Target had a tough 2024: Its stock price declined, it struggled to deliver consistent sales growth, and it faced lawsuits related to its diversity, equity and inclusion practices and then calls for boycotts when it abandoned them.
On Tuesday, the retailer tried to offer Wall Street some optimism for the year ahead — predicting flat comparable sales and a “modest” increase in its operating margin rate. But even that muted outlook came with warnings about slightly lower sales in February and uncertainty over tariffs and consumer confidence.
The company reported a solid holiday season, with fourth-quarter sales increasing 1.5 percent from a year earlier, bolstered by apparel, toys, beauty products and sporting goods. E-commerce sales jumped 8.7 percent in the quarter, which ended Feb. 1, and combined in-store and online traffic was up 2.1 percent.
“Our team grew traffic and delivered better-than-expected sales and profitability in our biggest quarter of the year,” Brian Cornell, chief executive of Target, said in a statement.
Full-year comparable sales rose 0.1 percent, Target said. Walmart, by contrast, reported a 4.4 percent increase for the year.
While the results were subdued, the rise in sales was welcome news for Target, which has sought to win back customers who pulled back on discretionary purchases because of inflation.
The retailer noted, however, that macroeconomic forces, including tariffs, could cause its customers to hold back on spending.
President Trump has ordered sweeping tariffs on Canada, Mexico and China. Those tariffs, which took effect on Tuesday, place a 25 percent fee on all Mexican and Canadian imports to the United States and an additional 10 percent on Chinese goods on top of the 10 percent levied last month. That could affect a general merchandiser like Target.
“Most of general merchandise, or a chunk of it anyway, tends to come from abroad,” said Steven Shemesh, an equity research analyst at RBC Capital Markets. “That will have the potential to create increased inflation looking forward, which certainly isn’t going to help the situation.”
After a positive quarter of sales over the summer, the company reported an unexpected downturn in November, and a surprised Wall Street sent Target’s stock down 21 percent. The price has fallen 52 percent since its peak in November 2021 through the market close on Monday. The company’s shares jumped as much as 3.9 percent on Tuesday after the earnings report was released.
Sluggish sales performance is just one of many challenges that Target has faced in recent months. In a lawsuit filed last month, the State Board of Administration of Florida, the agency that oversees the state’s public employee retirement funds, accused Target and its board of directors of deceiving shareholders about the risk of its 2023 Pride Month campaign. Some shoppers reacted angrily to the campaign, which included L.G.B.T.Q.-themed apparel for children.
Target responded by moving its display to the back of stores in some Southern states. The lawsuit, which seeks class-action status, claims that the customer backlash wiped billions of dollars from the retailer’s market value.
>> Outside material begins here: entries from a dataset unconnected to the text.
// Middleware modules
pub mod logging;
pub mod tee;
use std::time::Duration;

use axum::{
    middleware::from_fn_with_state,
    routing::{get, post},
    Router,
};
use tower::ServiceBuilder;
use tower_http::{timeout::TimeoutLayer, trace::TraceLayer};

pub mod config;
pub mod context;
pub mod format;
pub mod middleware;
pub mod routes;
pub mod sink;

pub use context::{add_debug_value, ErrorType, RequestError, RequestScope, DEBUG_VALUES_KEY};
pub use middleware::logging::{access_log_middleware, AccessLogger};
pub use sink::{LogSink, MemorySink, StdoutSink};

#[derive(Clone)]
pub struct AppState {
    pub debug_logging: bool,
}

/// Builds the demo router with the access logger mounted on every route.
pub fn create_app(logger: AccessLogger, timeout: Duration) -> Router {
    let state = AppState {
        debug_logging: logger.debug_enabled(),
    };

    Router::new()
        .route("/health", get(routes::health::health))
        .route("/api/v1/echo", post(routes::echo::echo))
        .route("/api/v1/users", post(routes::users::create_user))
        .layer(
            ServiceBuilder::new()
                .layer(TraceLayer::new_for_http())
                .layer(TimeoutLayer::new(timeout))
                .layer(from_fn_with_state(logger, access_log_middleware)),
        )
        .with_state(state)
}
use axum::{extract::State, response::Json};
use serde::{Deserialize, Serialize};
use tracing::info;

use crate::AppState;

#[derive(Debug, Serialize, Deserialize)]
pub struct HealthResponse {
    pub status: String,
    pub service: String,
    pub version: String,
    pub timestamp: String,
    pub debug_logging: bool,
}

/// Basic health check endpoint
pub async fn health(State(state): State<AppState>) -> Json<HealthResponse> {
    info!("Health check requested");

    Json(HealthResponse {
        status: "healthy".to_string(),
        service: "access-logger".to_string(),
        version: env!("CARGO_PKG_VERSION").to_string(),
        timestamp: chrono::Utc::now().to_rfc3339(),
        debug_logging: state.debug_logging,
    })
}
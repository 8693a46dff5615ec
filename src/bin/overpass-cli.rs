use clap::{Parser, Subcommand};
use serde_json::{json, Value};
use std::io::Read;
use std::path::PathBuf;
use std::process::ExitCode;

use overpass_proxy::config::{load_config, ProxyConfig};
use overpass_proxy::http::request::{parse_query, InputError};
use overpass_proxy::http::X_UPSTREAM_ENDPOINT;
use overpass_proxy::query;

#[derive(Parser)]
#[command(name = "overpass-cli")]
#[command(about = "Validate and send Overpass queries through the proxy", long_about = None)]
struct Cli {
    #[command(subcommand)]
    command: Commands,
}

#[derive(Subcommand)]
enum Commands {
    /// Validate a query locally against the proxy's rules
    Check {
        /// Query file, or `-` for stdin
        file: PathBuf,

        /// Proxy config supplying the query limits
        #[arg(short, long)]
        config: Option<PathBuf>,
    },
    /// Send a query to a running proxy and print the result
    Query {
        /// Query file, or `-` for stdin
        file: PathBuf,

        #[arg(short, long, default_value = "http://localhost:8080/proxy")]
        url: String,
    },
}

#[tokio::main]
async fn main() -> Result<ExitCode, Box<dyn std::error::Error>> {
    let cli = Cli::parse();

    match cli.command {
        Commands::Check { file, config } => {
            let config = match config {
                Some(path) => load_config(&path)?,
                None => ProxyConfig::default(),
            };
            let text = read_query(&file)?;

            match check_query(&text, &config) {
                Ok(()) => {
                    println!("valid");
                    Ok(ExitCode::SUCCESS)
                }
                Err(reason) => {
                    eprintln!("Rejected: {}", reason);
                    Ok(ExitCode::FAILURE)
                }
            }
        }
        Commands::Query { file, url } => {
            let text = read_query(&file)?;
            let res = reqwest::Client::new()
                .post(&url)
                .json(&json!({ "query": text }))
                .send()
                .await?;
            print_response(res).await
        }
    }
}

/// Apply the same input checks and validation the proxy applies to a request.
fn check_query(text: &str, config: &ProxyConfig) -> Result<(), String> {
    let body = json!({ "query": text }).to_string();
    let query = parse_query(body.as_bytes(), config.query.max_length).map_err(|e| match e {
        InputError::QueryTooLarge { max } => format!("{} (maximum {} characters)", e, max),
        other => other.to_string(),
    })?;
    query::validate(&query, &config.query).map_err(|e| e.to_string())
}

fn read_query(file: &PathBuf) -> std::io::Result<String> {
    if file.as_os_str() == "-" {
        let mut text = String::new();
        std::io::stdin().read_to_string(&mut text)?;
        Ok(text)
    } else {
        std::fs::read_to_string(file)
    }
}

async fn print_response(res: reqwest::Response) -> Result<ExitCode, Box<dyn std::error::Error>> {
    let status = res.status();
    if let Some(host) = res.headers().get(X_UPSTREAM_ENDPOINT).and_then(|v| v.to_str().ok()) {
        eprintln!("Served by: {}", host);
    }

    let text = res.text().await?;
    let output = match serde_json::from_str::<Value>(&text) {
        Ok(json) => serde_json::to_string_pretty(&json)?,
        Err(_) => text,
    };

    if status.is_success() {
        println!("{}", output);
        Ok(ExitCode::SUCCESS)
    } else {
        eprintln!("Error: proxy returned status {}", status);
        eprintln!("{}", output);
        Ok(ExitCode::FAILURE)
    }
}
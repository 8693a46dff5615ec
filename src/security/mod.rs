//! Security subsystem.
//!
//! # Data Flow
//! ```text
//! Incoming request:
//!     → RequestBodyLimitLayer (size cap, configured in http::server)
//!     → rate_limit.rs (per-IP token bucket, optional)
//!     → proxy handler (input checks, query validation)
//! ```
//!
//! # Design Decisions
//! - Reject before any upstream call is made
//! - No trust in client input

pub mod rate_limit;
//! Overpass API query proxy library.

pub mod config;
pub mod health;
pub mod http;
pub mod lifecycle;
pub mod load_balancer;
pub mod observability;
pub mod query;
pub mod security;
pub mod upstream;

pub use config::schema::ProxyConfig;
pub use http::HttpServer;
pub use lifecycle::Shutdown;
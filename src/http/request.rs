//! Request handling.
//!
//! # Responsibilities
//! - Generate unique request ID (UUID v4)
//! - Decode the `{ "query": "..." }` body and enforce the length cap
//!
//! # Design Decisions
//! - Request ID added as early as possible for tracing
//! - Query length is measured in characters, not bytes

use axum::http::{HeaderValue, Request};
use serde_json::Value;
use thiserror::Error;
use tower_http::request_id::{MakeRequestId, RequestId};
use uuid::Uuid;

pub const X_REQUEST_ID: &str = "x-request-id";

/// Generates a UUID v4 for every request lacking an `x-request-id`.
#[derive(Debug, Clone, Copy, Default)]
pub struct UuidRequestId;

impl MakeRequestId for UuidRequestId {
    fn make_request_id<B>(&mut self, _request: &Request<B>) -> Option<RequestId> {
        HeaderValue::from_str(&Uuid::new_v4().to_string())
            .ok()
            .map(RequestId::new)
    }
}

/// Read the request ID set by the request-id layer.
pub fn request_id<B>(request: &Request<B>) -> String {
    request
        .headers()
        .get(X_REQUEST_ID)
        .and_then(|v| v.to_str().ok())
        .unwrap_or("unknown")
        .to_string()
}

/// Malformed client input, detected before validation.
#[derive(Debug, Clone, PartialEq, Eq, Error)]
pub enum InputError {
    #[error("Failed to read request body")]
    UnreadableBody,

    #[error("Invalid JSON body")]
    InvalidJson,

    #[error("Missing or invalid query parameter")]
    MissingQuery,

    #[error("Query too large")]
    QueryTooLarge { max: usize },
}

/// Extract the query string from a JSON request body.
pub fn parse_query(body: &[u8], max_length: usize) -> Result<String, InputError> {
    let value: Value = serde_json::from_slice(body).map_err(|_| InputError::InvalidJson)?;

    let query = match value {
        Value::Object(mut map) => match map.remove("query") {
            Some(Value::String(query)) if !query.is_empty() => query,
            _ => return Err(InputError::MissingQuery),
        },
        _ => return Err(InputError::MissingQuery),
    };

    if query.chars().count() > max_length {
        return Err(InputError::QueryTooLarge { max: max_length });
    }

    Ok(query)
}

#[cfg(test)]
mod tests {
    use super::*;

    #[test]
    fn test_parse_query() {
        let q = parse_query(br#"{"query":"[out:json];node(1);out;"}"#, 100).unwrap();
        assert_eq!(q, "[out:json];node(1);out;");
    }

    #[test]
    fn test_parse_errors() {
        assert_eq!(parse_query(b"not json", 100), Err(InputError::InvalidJson));
        assert_eq!(parse_query(b"", 100), Err(InputError::InvalidJson));
        assert_eq!(parse_query(b"{}", 100), Err(InputError::MissingQuery));
        assert_eq!(parse_query(br#"{"query":42}"#, 100), Err(InputError::MissingQuery));
        assert_eq!(parse_query(br#"{"query":""}"#, 100), Err(InputError::MissingQuery));
        assert_eq!(parse_query(br#"["query"]"#, 100), Err(InputError::MissingQuery));
    }

    #[test]
    fn test_length_counts_characters() {
        // Four characters, eight bytes.
        let body = r#"{"query":"äöüß"}"#;
        assert!(parse_query(body.as_bytes(), 4).is_ok());
        assert_eq!(
            parse_query(body.as_bytes(), 3),
            Err(InputError::QueryTooLarge { max: 3 })
        );
    }

    #[test]
    fn test_request_id_generated() {
        let request = Request::builder().body(()).unwrap();
        let id = UuidRequestId.make_request_id(&request).unwrap();
        let text = id.header_value().to_str().unwrap();
        assert!(Uuid::parse_str(text).is_ok());
    }
}
//! Configuration validation.
//!
//! # Responsibilities
//! - Semantic validation (serde handles syntactic)
//! - Check endpoint URLs parse and are unique
//! - Validate value ranges (timeouts > 0, limits > 0)
//!
//! # Design Decisions
//! - Returns all validation errors, not just first
//! - Validation is pure function: ProxyConfig → Result<(), Vec<ValidationError>>
//! - Runs before config is accepted into the system

use std::collections::HashSet;
use thiserror::Error;

use crate::config::schema::ProxyConfig;
use crate::upstream::endpoint::{Endpoint, EndpointError};

/// Headroom between the last attempt deadline and the whole-request ceiling.
pub const REQUEST_CEILING_SLACK_MS: u64 = 1_000;

/// A single semantic problem found in a configuration.
#[derive(Debug, Clone, PartialEq, Eq, Error)]
pub enum ValidationError {
    #[error("upstream.endpoints must not be empty")]
    NoEndpoints,

    #[error("upstream.endpoints: {0}")]
    BadEndpoint(EndpointError),

    #[error("upstream.endpoints: duplicate endpoint '{0}'")]
    DuplicateEndpoint(String),

    #[error("{field} must be greater than zero")]
    Zero { field: &'static str },

    #[error("listener.path must start with '/', got '{0}'")]
    BadPath(String),

    #[error("timeouts.request_secs ({request_secs}s) must exceed {max_attempts} attempts of {attempt_ms}ms plus {slack_ms}ms")]
    RequestCeilingTooShort {
        request_secs: u64,
        attempt_ms: u64,
        max_attempts: u32,
        slack_ms: u64,
    },
}

/// Validate a configuration, collecting every problem.
pub fn validate_config(config: &ProxyConfig) -> Result<(), Vec<ValidationError>> {
    let mut errors = Vec::new();
    let upstream = &config.upstream;

    if upstream.endpoints.is_empty() {
        errors.push(ValidationError::NoEndpoints);
    }

    let mut seen = HashSet::new();
    for raw in &upstream.endpoints {
        match Endpoint::parse(raw) {
            Ok(endpoint) => {
                if !seen.insert(endpoint) {
                    errors.push(ValidationError::DuplicateEndpoint(raw.clone()));
                }
            }
            Err(e) => errors.push(ValidationError::BadEndpoint(e)),
        }
    }

    let positive: [(&'static str, u64); 8] = [
        ("upstream.attempt_timeout_ms", upstream.attempt_timeout_ms),
        ("upstream.max_attempts", upstream.max_attempts as u64),
        ("upstream.health_window_secs", upstream.health_window_secs),
        ("upstream.max_response_bytes", upstream.max_response_bytes as u64),
        ("query.max_length", config.query.max_length as u64),
        ("query.max_statements", config.query.max_statements as u64),
        ("query.max_around_radius_m", config.query.max_around_radius_m),
        ("security.max_body_size", config.security.max_body_size as u64),
    ];
    for (field, value) in positive {
        if value == 0 {
            errors.push(ValidationError::Zero { field });
        }
    }

    if config.rate_limit.enabled {
        if config.rate_limit.requests_per_second == 0 {
            errors.push(ValidationError::Zero { field: "rate_limit.requests_per_second" });
        }
        if config.rate_limit.burst_size == 0 {
            errors.push(ValidationError::Zero { field: "rate_limit.burst_size" });
        }
    }

    if !config.listener.path.starts_with('/') {
        errors.push(ValidationError::BadPath(config.listener.path.clone()));
    }

    // The ceiling must never cut the failover loop short, or the client
    // sees a bare timeout instead of the shaped 503.
    let worst_case_ms = upstream
        .attempt_timeout_ms
        .saturating_mul(upstream.max_attempts as u64)
        .saturating_add(REQUEST_CEILING_SLACK_MS);
    if config.timeouts.request_secs.saturating_mul(1000) < worst_case_ms {
        errors.push(ValidationError::RequestCeilingTooShort {
            request_secs: config.timeouts.request_secs,
            attempt_ms: upstream.attempt_timeout_ms,
            max_attempts: upstream.max_attempts,
            slack_ms: REQUEST_CEILING_SLACK_MS,
        });
    }

    if errors.is_empty() {
        Ok(())
    } else {
        Err(errors)
    }
}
Then, in January, the company retreated on its D.E.I. practices, part of a larger pullback on diversity policies among corporations. Customers quickly denounced Target’s decision, noting that the retailer had long been viewed as a friendly environment that sold and highlighted merchandise from many minority communities. Several groups called on shoppers to boycott Target for its change in policies.
Target’s fourth quarter ended before the boycott was underway. The company did note that it saw a “small decline in February net sales,” but a statement from the chief financial officer attributed the slowdown to “uncharacteristically cold weather across the U.S.” that affected clothing sales.
At the company’s annual investor conference later Tuesday in New York City, analysts are keen to hear more about Target’s overall strategy.
“They need to talk about what are the values of Target,” said Kimberly Lee Minor, chief executive of Women of Color Retail Alliance, a consulting firm. “I think they need to do a real brand audit so that the Street can understand what are the gaps and how are they addressing them?”